● **PROBLEM**
Would you reproduce exactly the lines below from the one holding "Pending fee balance." through the one holding "pub fn commit(&mut", inclusive, and no others?

*** RECORDS FOR THE EXERCISE Section Begins ***

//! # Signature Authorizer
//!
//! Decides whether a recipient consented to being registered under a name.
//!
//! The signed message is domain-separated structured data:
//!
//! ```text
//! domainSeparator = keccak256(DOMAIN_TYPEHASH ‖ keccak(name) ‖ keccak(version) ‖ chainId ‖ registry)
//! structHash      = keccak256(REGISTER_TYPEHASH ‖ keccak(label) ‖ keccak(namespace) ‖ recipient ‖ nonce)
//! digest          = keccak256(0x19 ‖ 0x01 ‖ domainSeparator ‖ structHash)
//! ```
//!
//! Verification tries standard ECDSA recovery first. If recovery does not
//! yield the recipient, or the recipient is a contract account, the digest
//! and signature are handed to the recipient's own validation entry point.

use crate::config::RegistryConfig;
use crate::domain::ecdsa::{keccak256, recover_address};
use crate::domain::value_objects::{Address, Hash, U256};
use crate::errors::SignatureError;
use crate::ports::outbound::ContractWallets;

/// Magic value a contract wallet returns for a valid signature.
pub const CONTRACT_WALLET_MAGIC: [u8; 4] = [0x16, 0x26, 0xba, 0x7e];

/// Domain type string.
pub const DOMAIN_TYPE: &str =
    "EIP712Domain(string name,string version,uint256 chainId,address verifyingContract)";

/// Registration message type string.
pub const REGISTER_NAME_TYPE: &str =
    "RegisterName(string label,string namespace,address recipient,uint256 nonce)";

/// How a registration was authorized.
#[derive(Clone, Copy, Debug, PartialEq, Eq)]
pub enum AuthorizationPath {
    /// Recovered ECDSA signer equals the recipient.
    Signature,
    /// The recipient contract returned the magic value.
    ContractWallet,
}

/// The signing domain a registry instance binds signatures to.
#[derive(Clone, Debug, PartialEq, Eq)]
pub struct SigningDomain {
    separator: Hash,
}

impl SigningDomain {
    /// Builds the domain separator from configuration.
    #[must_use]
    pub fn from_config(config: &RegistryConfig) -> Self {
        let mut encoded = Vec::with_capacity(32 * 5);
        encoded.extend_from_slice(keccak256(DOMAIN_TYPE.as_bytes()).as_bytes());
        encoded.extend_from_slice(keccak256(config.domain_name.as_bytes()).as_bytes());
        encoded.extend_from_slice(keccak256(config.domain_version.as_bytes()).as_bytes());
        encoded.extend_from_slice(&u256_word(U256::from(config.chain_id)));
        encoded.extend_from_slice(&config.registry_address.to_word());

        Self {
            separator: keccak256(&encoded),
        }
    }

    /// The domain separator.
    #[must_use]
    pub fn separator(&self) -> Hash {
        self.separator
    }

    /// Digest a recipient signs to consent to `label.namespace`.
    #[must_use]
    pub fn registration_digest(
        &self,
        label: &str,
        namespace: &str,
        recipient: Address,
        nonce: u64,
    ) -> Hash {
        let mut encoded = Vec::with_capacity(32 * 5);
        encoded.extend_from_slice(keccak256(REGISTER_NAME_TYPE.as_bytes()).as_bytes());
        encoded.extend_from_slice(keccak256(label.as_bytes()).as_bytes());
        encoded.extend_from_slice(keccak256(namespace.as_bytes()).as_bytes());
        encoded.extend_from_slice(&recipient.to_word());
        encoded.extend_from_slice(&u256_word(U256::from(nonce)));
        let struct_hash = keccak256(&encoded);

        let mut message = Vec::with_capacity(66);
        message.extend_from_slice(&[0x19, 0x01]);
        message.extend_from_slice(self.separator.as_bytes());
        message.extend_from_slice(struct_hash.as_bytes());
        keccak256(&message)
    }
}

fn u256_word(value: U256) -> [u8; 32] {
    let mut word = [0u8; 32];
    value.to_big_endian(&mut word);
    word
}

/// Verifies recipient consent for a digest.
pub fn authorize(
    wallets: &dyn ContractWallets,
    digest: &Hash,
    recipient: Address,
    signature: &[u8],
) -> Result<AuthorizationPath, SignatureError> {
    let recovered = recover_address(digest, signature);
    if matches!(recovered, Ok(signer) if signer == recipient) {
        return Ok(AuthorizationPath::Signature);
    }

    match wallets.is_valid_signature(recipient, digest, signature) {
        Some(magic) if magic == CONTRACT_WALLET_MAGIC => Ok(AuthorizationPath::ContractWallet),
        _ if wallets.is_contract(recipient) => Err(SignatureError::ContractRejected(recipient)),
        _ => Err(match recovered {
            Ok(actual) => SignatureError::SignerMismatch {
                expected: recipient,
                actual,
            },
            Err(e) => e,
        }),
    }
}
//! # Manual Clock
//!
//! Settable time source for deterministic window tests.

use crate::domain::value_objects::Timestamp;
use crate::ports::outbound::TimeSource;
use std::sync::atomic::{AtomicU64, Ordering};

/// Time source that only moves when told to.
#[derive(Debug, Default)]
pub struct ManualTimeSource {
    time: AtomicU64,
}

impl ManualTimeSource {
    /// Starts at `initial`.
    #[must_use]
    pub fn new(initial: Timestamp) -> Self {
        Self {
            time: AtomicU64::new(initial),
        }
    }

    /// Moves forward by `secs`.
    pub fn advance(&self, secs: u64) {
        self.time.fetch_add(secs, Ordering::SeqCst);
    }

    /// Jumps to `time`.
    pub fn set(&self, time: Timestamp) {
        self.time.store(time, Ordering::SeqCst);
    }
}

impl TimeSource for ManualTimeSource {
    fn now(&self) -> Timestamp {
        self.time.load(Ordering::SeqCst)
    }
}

*** RECORDS FOR THE EXERCISE Section Ends ***
*** RECORDS FOR THE EXERCISE Section Begins ***

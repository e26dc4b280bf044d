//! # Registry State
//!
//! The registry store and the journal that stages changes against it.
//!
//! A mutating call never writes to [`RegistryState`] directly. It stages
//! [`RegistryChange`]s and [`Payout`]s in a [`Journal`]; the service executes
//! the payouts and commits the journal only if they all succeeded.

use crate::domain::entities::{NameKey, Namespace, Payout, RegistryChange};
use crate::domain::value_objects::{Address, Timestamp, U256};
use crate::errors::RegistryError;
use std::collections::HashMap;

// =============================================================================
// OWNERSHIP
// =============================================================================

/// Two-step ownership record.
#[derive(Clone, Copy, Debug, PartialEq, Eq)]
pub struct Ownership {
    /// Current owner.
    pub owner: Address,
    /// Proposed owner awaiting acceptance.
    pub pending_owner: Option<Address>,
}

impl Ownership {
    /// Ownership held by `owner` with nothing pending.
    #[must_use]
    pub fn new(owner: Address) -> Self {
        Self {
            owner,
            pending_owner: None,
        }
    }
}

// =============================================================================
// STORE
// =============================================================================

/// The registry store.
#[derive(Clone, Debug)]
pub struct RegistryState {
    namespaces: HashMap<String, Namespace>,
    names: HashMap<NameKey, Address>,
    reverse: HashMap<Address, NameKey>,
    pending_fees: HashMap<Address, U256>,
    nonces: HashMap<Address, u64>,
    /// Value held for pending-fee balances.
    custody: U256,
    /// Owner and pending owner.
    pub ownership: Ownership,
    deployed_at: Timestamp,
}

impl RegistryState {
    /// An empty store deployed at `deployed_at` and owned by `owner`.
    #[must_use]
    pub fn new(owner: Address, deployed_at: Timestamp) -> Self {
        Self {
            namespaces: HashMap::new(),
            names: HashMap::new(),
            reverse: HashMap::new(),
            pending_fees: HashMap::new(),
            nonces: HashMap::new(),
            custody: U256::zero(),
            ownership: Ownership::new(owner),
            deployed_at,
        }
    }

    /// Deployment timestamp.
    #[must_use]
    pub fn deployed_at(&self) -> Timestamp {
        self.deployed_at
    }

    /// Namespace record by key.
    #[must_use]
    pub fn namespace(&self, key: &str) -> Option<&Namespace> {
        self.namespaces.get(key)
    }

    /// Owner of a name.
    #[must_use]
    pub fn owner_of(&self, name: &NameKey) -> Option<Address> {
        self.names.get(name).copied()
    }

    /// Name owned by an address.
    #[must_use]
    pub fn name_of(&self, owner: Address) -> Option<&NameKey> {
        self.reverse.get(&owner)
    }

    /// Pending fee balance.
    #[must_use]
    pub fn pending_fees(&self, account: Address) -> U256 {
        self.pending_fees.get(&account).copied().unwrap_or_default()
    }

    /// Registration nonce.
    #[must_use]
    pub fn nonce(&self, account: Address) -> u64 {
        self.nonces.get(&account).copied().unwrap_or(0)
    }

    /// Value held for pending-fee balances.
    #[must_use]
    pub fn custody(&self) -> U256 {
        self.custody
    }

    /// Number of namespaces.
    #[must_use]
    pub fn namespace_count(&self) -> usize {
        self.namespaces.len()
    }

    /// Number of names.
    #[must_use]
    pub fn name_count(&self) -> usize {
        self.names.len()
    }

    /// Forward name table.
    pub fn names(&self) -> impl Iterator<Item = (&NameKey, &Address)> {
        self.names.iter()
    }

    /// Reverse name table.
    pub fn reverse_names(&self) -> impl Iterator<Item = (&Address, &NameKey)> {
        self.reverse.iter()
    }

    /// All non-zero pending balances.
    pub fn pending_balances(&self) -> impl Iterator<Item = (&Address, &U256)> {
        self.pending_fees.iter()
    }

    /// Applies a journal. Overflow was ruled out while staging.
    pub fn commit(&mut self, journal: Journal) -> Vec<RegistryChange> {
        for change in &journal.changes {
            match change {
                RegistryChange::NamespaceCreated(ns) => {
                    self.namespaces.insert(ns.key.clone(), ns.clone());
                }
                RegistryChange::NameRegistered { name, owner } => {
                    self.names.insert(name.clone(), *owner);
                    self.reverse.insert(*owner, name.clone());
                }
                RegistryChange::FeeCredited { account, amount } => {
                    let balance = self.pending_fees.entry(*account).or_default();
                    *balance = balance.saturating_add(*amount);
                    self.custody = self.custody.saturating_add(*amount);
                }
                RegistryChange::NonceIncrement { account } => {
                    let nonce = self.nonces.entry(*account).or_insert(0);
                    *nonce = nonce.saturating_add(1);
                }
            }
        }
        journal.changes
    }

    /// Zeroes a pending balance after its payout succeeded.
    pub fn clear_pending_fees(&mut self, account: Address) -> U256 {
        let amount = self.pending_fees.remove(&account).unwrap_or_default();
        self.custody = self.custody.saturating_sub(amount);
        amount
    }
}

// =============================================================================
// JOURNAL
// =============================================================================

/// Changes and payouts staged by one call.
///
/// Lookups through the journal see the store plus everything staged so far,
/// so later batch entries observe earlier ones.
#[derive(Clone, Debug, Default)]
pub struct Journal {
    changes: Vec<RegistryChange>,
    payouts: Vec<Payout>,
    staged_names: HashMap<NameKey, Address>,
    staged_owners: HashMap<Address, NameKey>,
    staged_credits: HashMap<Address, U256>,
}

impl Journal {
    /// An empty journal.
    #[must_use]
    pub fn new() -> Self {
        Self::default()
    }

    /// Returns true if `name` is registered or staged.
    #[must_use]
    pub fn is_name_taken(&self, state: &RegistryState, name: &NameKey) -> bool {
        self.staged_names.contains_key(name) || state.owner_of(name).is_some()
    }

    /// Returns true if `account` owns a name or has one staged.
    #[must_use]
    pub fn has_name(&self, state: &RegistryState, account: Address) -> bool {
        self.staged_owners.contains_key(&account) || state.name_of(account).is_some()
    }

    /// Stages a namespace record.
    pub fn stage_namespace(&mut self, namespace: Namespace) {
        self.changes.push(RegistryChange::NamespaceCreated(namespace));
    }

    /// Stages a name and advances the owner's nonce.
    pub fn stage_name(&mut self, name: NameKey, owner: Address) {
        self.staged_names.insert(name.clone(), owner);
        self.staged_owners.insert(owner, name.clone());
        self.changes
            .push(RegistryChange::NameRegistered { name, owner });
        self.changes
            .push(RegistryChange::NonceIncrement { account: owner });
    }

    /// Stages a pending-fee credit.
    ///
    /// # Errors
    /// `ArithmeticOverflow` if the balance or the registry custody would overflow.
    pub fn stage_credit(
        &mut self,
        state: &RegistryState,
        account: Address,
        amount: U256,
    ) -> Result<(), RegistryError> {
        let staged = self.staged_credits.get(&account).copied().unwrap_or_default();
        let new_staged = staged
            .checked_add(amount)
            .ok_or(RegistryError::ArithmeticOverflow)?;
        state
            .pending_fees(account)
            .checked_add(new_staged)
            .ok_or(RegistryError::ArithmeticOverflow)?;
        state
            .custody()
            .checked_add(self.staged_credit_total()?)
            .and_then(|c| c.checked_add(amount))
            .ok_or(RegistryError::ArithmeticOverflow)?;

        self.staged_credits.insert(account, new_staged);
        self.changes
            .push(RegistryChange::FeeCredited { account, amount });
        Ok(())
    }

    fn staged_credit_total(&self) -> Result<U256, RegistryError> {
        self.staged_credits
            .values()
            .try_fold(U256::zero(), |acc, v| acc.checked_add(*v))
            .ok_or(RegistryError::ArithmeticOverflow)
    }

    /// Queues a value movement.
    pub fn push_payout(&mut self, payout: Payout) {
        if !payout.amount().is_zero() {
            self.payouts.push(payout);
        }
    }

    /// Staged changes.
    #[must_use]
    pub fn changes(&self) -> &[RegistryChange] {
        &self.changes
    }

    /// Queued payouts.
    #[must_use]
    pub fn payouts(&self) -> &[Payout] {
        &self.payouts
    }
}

*** RECORDS FOR THE EXERCISE Section Ends ***

● **ANSWER BOX**
    /// Pending fee balance.
    #[must_use]
    pub fn pending_fees(&self, account: Address) -> U256 {
        self.pending_fees.get(&account).copied().unwrap_or_default()
    }

    /// Registration nonce.
    #[must_use]
    pub fn nonce(&self, account: Address) -> u64 {
        self.nonces.get(&account).copied().unwrap_or(0)
    }

    /// Value held for pending-fee balances.
    #[must_use]
    pub fn custody(&self) -> U256 {
        self.custody
    }

    /// Number of namespaces.
    #[must_use]
    pub fn namespace_count(&self) -> usize {
        self.namespaces.len()
    }

    /// Number of names.
    #[must_use]
    pub fn name_count(&self) -> usize {
        self.names.len()
    }

    /// Forward name table.
    pub fn names(&self) -> impl Iterator<Item = (&NameKey, &Address)> {
        self.names.iter()
    }

    /// Reverse name table.
    pub fn reverse_names(&self) -> impl Iterator<Item = (&Address, &NameKey)> {
        self.reverse.iter()
    }

    /// All non-zero pending balances.
    pub fn pending_balances(&self) -> impl Iterator<Item = (&Address, &U256)> {
        self.pending_fees.iter()
    }

    /// Applies a journal. Overflow was ruled out while staging.
    pub fn commit(&mut self, journal: Journal) -> Vec<RegistryChange> {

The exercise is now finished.